My breath catches on something even deeper, more painful. If she did cure me, does that make the monster who lives above Traitor’s Arch the mother I loved after all? A refugee from the City because they wouldn’t let her help me? My hand finds the jade strung around my neck, the sharp edges pressing into my skin. It would mean she loved me and died for it. Worse. Spent the last eight years imprisoned in her own body, unable to die because of it. All for me.
Something clicks in my head, another puzzle piece landing. “I started having hallucinations again when we got here. They aren’t nearly as bad, but . . . Dr. Yang is doing the same thing to me that they were in the City, isn’t he?”
Howl nods curtly. “Dr. Yang didn’t tell me they were going to continue the tests. It has something to do with figuring out what part of your brain changed, what your mother did to cure you.”
“But the levels tests, the pills they’re giving me . . . It isn’t enough.” That’s why I ended up immobile in the levels machine, a bone saw lying next to me with my name on it. That’s what Dr. Yang was asking the council to do that night. “They need to dig deeper.
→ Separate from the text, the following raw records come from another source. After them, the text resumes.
//! Error types for chain queries.

/// Errors raised while querying point-in-time chain state.
#[derive(Debug, thiserror::Error)]
pub enum SourceError {
    /// The HTTP request failed.
    #[error("HTTP error: {0}")]
    Http(#[from] reqwest::Error),

    /// The node answered with a non-success status.
    #[error("{url} returned {status}: {body}")]
    Status {
        /// Requested URL.
        url: String,
        /// HTTP status code.
        status: u16,
        /// Response body, for diagnostics.
        body: String,
    },

    /// A response or snapshot file could not be decoded.
    #[error("Decode error: {0}")]
    Decode(#[from] serde_json::Error),

    /// No snapshot exists at or below the requested height.
    #[error("no snapshot at or below height {height}")]
    NoSnapshot {
        /// Requested height.
        height: i64,
    },

    /// The requested record does not exist at the height.
    #[error("not found: {0}")]
    NotFound(String),

    /// The response did not have the expected shape.
    #[error("unexpected response: {0}")]
    UnexpectedResponse(String),

    /// Reading a snapshot file failed.
    #[error("I/O error: {0}")]
    Io(#[from] std::io::Error),
}
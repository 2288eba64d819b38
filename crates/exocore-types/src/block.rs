//! Block, block-result and transaction shapes delivered by the chain feed.

use chrono::{DateTime, Utc};
use serde::{Deserialize, Serialize};

use crate::event::Event;
use crate::msg::Msg;
use crate::serde_num;

/// A committed block header with its evidence list.
#[derive(Debug, Clone, PartialEq, Eq, Serialize, Deserialize)]
pub struct Block {
    /// Block height.
    #[serde(deserialize_with = "serde_num::i64_str")]
    pub height: i64,
    /// Block time.
    pub time: DateTime<Utc>,
    /// Misbehaviour evidence committed in this block.
    #[serde(default)]
    pub evidence: Vec<Evidence>,
}

/// Events emitted outside transactions.
#[derive(Debug, Clone, Default, PartialEq, Eq, Serialize, Deserialize)]
pub struct BlockResults {
    /// Events emitted by `BeginBlock`.
    #[serde(default)]
    pub begin_block_events: Vec<Event>,
    /// Events emitted by `EndBlock`.
    #[serde(default)]
    pub end_block_events: Vec<Event>,
}

/// A transaction with its emitted events and decoded messages.
#[derive(Debug, Clone, PartialEq, Eq, Serialize, Deserialize)]
pub struct Tx {
    /// Transaction hash.
    pub hash: String,
    /// Height of the including block.
    #[serde(deserialize_with = "serde_num::i64_str")]
    pub height: i64,
    /// Events emitted by the transaction.
    #[serde(default)]
    pub events: Vec<Event>,
    /// Messages carried by the transaction.
    #[serde(default)]
    pub messages: Vec<Msg>,
}

/// A single vote inside duplicate-vote evidence.
#[derive(Debug, Clone, PartialEq, Eq, Serialize, Deserialize)]
pub struct Vote {
    /// Vote type (prevote = 1, precommit = 2).
    #[serde(rename = "type")]
    pub vote_type: i32,
    /// Height voted on.
    #[serde(deserialize_with = "serde_num::i64_str")]
    pub height: i64,
    /// Consensus round.
    pub round: i32,
    /// Block id the vote was cast for.
    pub block_id: String,
    /// Hex-encoded validator address.
    pub validator_address: String,
    /// Index of the validator in the set.
    pub validator_index: i32,
    /// Hex-encoded signature.
    pub signature: String,
}

/// Evidence committed in a block.
#[derive(Debug, Clone, PartialEq, Eq, Serialize, Deserialize)]
#[serde(tag = "kind", rename_all = "snake_case")]
pub enum Evidence {
    /// A validator signed two conflicting votes.
    DuplicateVote {
        /// First vote.
        vote_a: Vote,
        /// Second, conflicting vote.
        vote_b: Vote,
    },
    /// Any other evidence kind; ignored by the indexer.
    #[serde(other)]
    Other,
}

/// One record of a replay feed: a block with its results and transactions.
#[derive(Debug, Clone, PartialEq, Eq, Serialize, Deserialize)]
pub struct BlockRecord {
    /// The block header.
    pub block: Block,
    /// Begin/end block events.
    #[serde(default)]
    pub results: BlockResults,
    /// Transactions in block order.
    #[serde(default)]
    pub txs: Vec<Tx>,
}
All those tests they were asking for, the people trying to drag me into the hospital . . .” It wasn’t until this moment that the horrifying truth occurs to me. “Wait, you knew?”
He shakes his head, his tone a plea. “Dr. Yang promised not to hurt you. He told me scans would be enough, that he’d be able to just look at your brain and see what had been changed and how. I wanted to believe him. I knew the pills Dr. Yang gave us when we left the City weren’t Mantis, but I didn’t realize what they were doing to you at first.” He blinks as though trying to banish something in his thoughts. “You were so scared. Convinced that something was wrong with you. That day, with the dead soldiers . . . I started giving you the real Mantis, the stuff meant to go back to the Mountain. Then when we got here . . . I can’t tell you how many arguments I had with Dr. Yang. How many times I followed you to make sure you were okay.”
“But you knew the whole time I didn’t have SS. That I didn’t have to worry every single day my mind was slipping, that I wasn’t going to wake up one morning and kill you?”
“You wouldn’t have believed me, Sev.”
I open my mouth, the beginnings of anger curdling across my tongue, but then swallow it down. He’s right. I wouldn’t have believed him. Not after so many years of believing it was only a little green pill between me and compulsion’s tight grip.
“Don’t they suspect that you had something to do with me disappearing from the operating table?” I ask, but Howl won’t meet my eyes. There’s something more that he isn’t saying.
“I’m not the likeliest person to be hiding you. For a lot of reasons.”
Howl lets go of me as I start to squirm away from him. I need space. To think. “What do you mean? You’re my only friend here who isn’t currently in quarantine. Of course it would be you hiding me—”
“We have another problem,” Howl interrupts, looking up toward the path. “When you disappeared, Nei-ge voted to invade the City. Root says with this new strain of SS, we don’t have a choice. No cure, and even the Mantis stockpiled here would never be enough if SS starts spreading from person to person.”
I can’t take in all this new information. I wish I could slow it down, make it stop.